*Exercise*.
If a line in the entries below includes "message", show that line.

*Recorded information*.
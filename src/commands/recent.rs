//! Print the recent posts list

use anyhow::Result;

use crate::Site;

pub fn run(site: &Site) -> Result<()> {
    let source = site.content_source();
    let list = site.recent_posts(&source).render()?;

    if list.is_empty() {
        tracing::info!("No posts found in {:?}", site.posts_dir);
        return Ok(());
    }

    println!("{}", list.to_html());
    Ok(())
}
---
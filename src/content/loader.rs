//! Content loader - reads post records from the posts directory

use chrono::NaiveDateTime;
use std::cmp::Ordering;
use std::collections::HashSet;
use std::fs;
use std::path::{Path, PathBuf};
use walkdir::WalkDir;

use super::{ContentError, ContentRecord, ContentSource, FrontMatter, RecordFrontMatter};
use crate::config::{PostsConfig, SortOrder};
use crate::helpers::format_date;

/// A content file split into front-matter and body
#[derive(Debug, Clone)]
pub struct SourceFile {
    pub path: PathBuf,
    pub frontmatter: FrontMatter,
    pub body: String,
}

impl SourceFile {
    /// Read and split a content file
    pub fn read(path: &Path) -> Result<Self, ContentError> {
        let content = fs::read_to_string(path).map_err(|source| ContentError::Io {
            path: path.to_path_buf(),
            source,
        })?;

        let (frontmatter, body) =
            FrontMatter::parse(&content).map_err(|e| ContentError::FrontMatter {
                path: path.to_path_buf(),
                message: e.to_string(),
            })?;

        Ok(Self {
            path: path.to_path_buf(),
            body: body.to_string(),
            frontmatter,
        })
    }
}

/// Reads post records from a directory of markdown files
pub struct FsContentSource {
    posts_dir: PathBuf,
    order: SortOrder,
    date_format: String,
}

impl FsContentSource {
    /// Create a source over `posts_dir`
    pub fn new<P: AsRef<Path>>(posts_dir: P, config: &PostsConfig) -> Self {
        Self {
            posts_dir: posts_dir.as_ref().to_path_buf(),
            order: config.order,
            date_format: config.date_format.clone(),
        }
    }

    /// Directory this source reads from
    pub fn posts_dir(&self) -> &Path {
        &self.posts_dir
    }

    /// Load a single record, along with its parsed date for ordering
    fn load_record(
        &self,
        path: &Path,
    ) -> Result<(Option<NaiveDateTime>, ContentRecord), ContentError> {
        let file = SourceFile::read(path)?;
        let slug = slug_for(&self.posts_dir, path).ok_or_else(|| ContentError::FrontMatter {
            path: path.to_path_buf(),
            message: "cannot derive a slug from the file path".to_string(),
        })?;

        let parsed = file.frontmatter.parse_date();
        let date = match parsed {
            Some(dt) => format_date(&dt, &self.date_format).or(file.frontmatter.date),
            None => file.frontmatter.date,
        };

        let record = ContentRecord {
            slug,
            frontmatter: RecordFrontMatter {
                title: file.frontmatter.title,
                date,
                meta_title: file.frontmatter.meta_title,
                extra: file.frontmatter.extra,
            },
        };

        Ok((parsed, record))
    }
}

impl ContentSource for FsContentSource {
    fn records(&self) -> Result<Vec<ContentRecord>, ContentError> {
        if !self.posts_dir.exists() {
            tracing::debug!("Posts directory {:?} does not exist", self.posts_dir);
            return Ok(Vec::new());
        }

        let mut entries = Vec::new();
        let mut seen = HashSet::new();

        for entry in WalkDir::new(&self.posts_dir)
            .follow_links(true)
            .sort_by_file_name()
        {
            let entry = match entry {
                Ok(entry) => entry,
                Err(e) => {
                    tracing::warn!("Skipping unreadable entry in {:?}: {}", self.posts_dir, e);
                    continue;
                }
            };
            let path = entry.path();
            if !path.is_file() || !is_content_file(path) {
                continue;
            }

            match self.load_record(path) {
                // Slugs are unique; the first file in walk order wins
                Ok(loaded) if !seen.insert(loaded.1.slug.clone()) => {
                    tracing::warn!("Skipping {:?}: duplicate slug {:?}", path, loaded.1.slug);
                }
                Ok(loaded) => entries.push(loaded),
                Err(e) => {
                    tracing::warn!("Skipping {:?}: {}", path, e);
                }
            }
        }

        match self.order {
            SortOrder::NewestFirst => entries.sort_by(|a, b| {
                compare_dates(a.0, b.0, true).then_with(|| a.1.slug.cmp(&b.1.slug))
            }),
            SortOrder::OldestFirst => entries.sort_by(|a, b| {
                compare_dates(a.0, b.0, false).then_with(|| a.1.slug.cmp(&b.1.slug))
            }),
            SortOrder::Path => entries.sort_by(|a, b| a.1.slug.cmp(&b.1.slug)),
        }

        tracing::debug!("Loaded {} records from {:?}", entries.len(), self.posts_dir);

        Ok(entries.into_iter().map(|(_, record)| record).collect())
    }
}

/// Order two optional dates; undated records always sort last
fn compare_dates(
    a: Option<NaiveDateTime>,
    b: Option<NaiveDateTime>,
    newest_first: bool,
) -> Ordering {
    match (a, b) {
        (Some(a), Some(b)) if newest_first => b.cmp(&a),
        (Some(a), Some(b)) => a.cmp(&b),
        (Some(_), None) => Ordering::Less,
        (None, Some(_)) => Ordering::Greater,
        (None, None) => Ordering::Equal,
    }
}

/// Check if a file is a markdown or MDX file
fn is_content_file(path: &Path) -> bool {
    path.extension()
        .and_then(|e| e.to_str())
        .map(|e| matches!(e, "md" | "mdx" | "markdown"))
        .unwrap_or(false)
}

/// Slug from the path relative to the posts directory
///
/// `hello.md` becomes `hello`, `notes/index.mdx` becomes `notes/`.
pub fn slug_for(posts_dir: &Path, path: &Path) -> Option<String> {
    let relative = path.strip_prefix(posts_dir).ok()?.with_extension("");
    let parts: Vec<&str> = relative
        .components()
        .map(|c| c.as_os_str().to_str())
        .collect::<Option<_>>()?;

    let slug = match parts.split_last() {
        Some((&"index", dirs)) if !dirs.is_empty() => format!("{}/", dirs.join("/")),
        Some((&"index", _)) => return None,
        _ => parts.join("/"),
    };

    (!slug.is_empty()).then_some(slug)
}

*The answer*.
                message: e.to_string(),
            message: "cannot derive a slug from the file path".to_string(),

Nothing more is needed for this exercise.